Folly pas ordinaire

Projet solo de la moitié féminine d'Odessey & Oracle, Fanny L'Héritier, Bess of Bedlam livre avec son premier album, Folly Tales,  présenté au Rita-Plage,  un petit précis de folie folk et psychédélique particulièrement contagieux.


« Ce monde est un grand Bedlam où des fous enchaînent d'autres fous » écrivait Voltaire dans Pot-Pourri, en référence au Bethlem Royal Hospital, connu pour être le premier établissement ayant prodigué des "soins" psychiatriques, en Angleterre et dans le monde, et à son surnom, Bedlam, signifiant "confusion".

Il faut dire qu'on y a longtemps usé de méthodes expérimentales et inhumaines, questionnant la nature même de la folie autant que sa place ainsi que l'écrivit le dramaturge Nathaniel Lee au sujet de son passage à Bedlam : « ils m'ont traité de fou, je les ai traités de fous, ils m'ont mis en minorité. »

Pas étonnant donc que l'institution ait toujours été dans la culture populaire l'objet de nombreux fantasmes (souvent hantés) et déviations fictionnelles, de Shakespeare à la série télévisée. Henry Purcell lui-même livrera avec Bess of Bedlam une escapade musicale dans laquelle une jeune femme s'évade de la maison de fous. Bess of Bedlam, c'est le nom que s'est choisi Fanny L'Héritier, dont on connaît la passion pour le baroque via son travail au sein du duo lyonnais Odessey & Oracle, pour son projet folk solo dont paraît le premier album Folly Tales.

Éruption de fleurs

Où la jeune femme semble s'éloigner quelque peu de la formule pop psychédélico-baroque d'Odessey & Oracle (deux albums merveilleux, à tous les sens du terme) pour se plonger dans un bain d'éther, d'où s'échappent un à un des fantômes étourdis d'effluves anesthésiques. Ceux des grandes voix du "bizarre folk" que sont Vashti Bunyan, Linda Perhacs ou plus proche de nous la fée Joanna Newsom.

Mais c'est en quelque sorte un trompe-l'œil auquel se mêlent comme des hallucinations : une forme de psychédélisme qui s'élèverait comme une bulle de savon aux côtés de formations telles que The Free Design ou le Sagittarius de Gary Usher. Autant de groupes qui auraient leur place dans un service hospitalier pour fous géniaux mais incompris.

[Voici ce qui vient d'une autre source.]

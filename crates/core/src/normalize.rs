//! Title canonicalization and bucket keys.
//!
//! Every record is stored in the bucket addressed by
//! `search_name(name) + ":" + search_name(originalname)`. The folding is
//! lossy on purpose: titles that differ only in case, punctuation, spacing,
//! diacritics or common Cyrillic spelling variants collapse to one key.

use serde::{Deserialize, Serialize};
use std::fmt;

/// Canonical "search name" of a title.
///
/// Lowercases, folds diacritics and Cyrillic variants (`ё`→`е`, `щ`→`ш`,
/// Ukrainian `і`/`ї`/`є`/`ґ`), then keeps only `a-z`, `0-9` and `а-я`.
/// Never fails; garbage input yields an empty string. Idempotent.
pub fn search_name(value: &str) -> String {
    let mut out = String::with_capacity(value.len());
    for c in value.chars().flat_map(char::to_lowercase) {
        match fold_char(c) {
            Folded::One(f) => push_if_kept(&mut out, f),
            Folded::Two(a, b) => {
                push_if_kept(&mut out, a);
                push_if_kept(&mut out, b);
            }
        }
    }
    out
}

/// Bucket key for a `(name, originalname)` pair.
pub fn bucket_key(name: &str, originalname: &str) -> BucketKey {
    BucketKey(format!("{}:{}", search_name(name), search_name(originalname)))
}

enum Folded {
    One(char),
    Two(char, char),
}

fn fold_char(c: char) -> Folded {
    let f = match c {
        'à' | 'á' | 'â' | 'ã' | 'ä' | 'å' | 'ā' | 'ă' | 'ą' => 'a',
        'ç' | 'ć' | 'č' => 'c',
        'ď' | 'đ' => 'd',
        'è' | 'é' | 'ê' | 'ë' | 'ē' | 'ė' | 'ę' | 'ě' => 'e',
        'ğ' => 'g',
        'ì' | 'í' | 'î' | 'ï' | 'ī' | 'ı' => 'i',
        'ł' => 'l',
        'ñ' | 'ń' | 'ň' => 'n',
        'ò' | 'ó' | 'ô' | 'õ' | 'ö' | 'ø' | 'ō' | 'ő' => 'o',
        'ř' => 'r',
        'ś' | 'š' | 'ş' => 's',
        'ť' | 'ţ' => 't',
        'ù' | 'ú' | 'û' | 'ü' | 'ū' | 'ů' | 'ű' => 'u',
        'ý' | 'ÿ' => 'y',
        'ź' | 'ż' | 'ž' => 'z',
        'ß' => return Folded::Two('s', 's'),
        'æ' => return Folded::Two('a', 'e'),
        'œ' => return Folded::Two('o', 'e'),
        'ё' | 'є' => 'е',
        'щ' => 'ш',
        'і' | 'ї' => 'и',
        'ґ' => 'г',
        other => other,
    };
    Folded::One(f)
}

fn push_if_kept(out: &mut String, c: char) {
    if c.is_ascii_lowercase() || c.is_ascii_digit() || ('а'..='я').contains(&c) {
        out.push(c);
    }
}

/// Address of one bucket: `{search name}:{search original name}`.
#[derive(Debug, Clone, PartialEq, Eq, Hash, PartialOrd, Ord, Serialize, Deserialize)]
#[serde(transparent)]
pub struct BucketKey(String);

impl BucketKey {
    /// Wrap a key that was produced elsewhere (a peer, a file, an operator).
    pub fn from_raw(raw: impl Into<String>) -> Self {
        Self(raw.into())
    }

    pub fn as_str(&self) -> &str {
        &self.0
    }

    /// The two halves of the key. A key without a separator is all name.
    pub fn parts(&self) -> (&str, &str) {
        self.0.split_once(':').unwrap_or((self.0.as_str(), ""))
    }

    /// A usable key has a separator and a non-empty name half.
    pub fn is_well_formed(&self) -> bool {
        matches!(self.0.find(':'), Some(idx) if idx > 0)
    }
}

impl fmt::Display for BucketKey {
    fn fmt(&self, f: &mut fmt::Formatter<'_>) -> fmt::Result {
        f.write_str(&self.0)
    }
}

impl AsRef<str> for BucketKey {
    fn as_ref(&self) -> &str {
        &self.0
    }
}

De là, avec ses mélodies qui oscillent entre le frugal et le sophistiqué sans jamais perdre l'équilibre (y compris mental malgré la schizophrénie qui pointe) et ses instruments pas comme les autres (pianet, dobros, banjos, synthétiseurs analogiques...), Bess of Bedlam nous propose ses propres contes de la folie, une évasion chimérique semblable à cette éruption de fleurs qui sort de la tête de la jeune femme sur le dessin qui orne la pochette de Folly Tales. Un Bedlam qui nous enchaîne à sa musique.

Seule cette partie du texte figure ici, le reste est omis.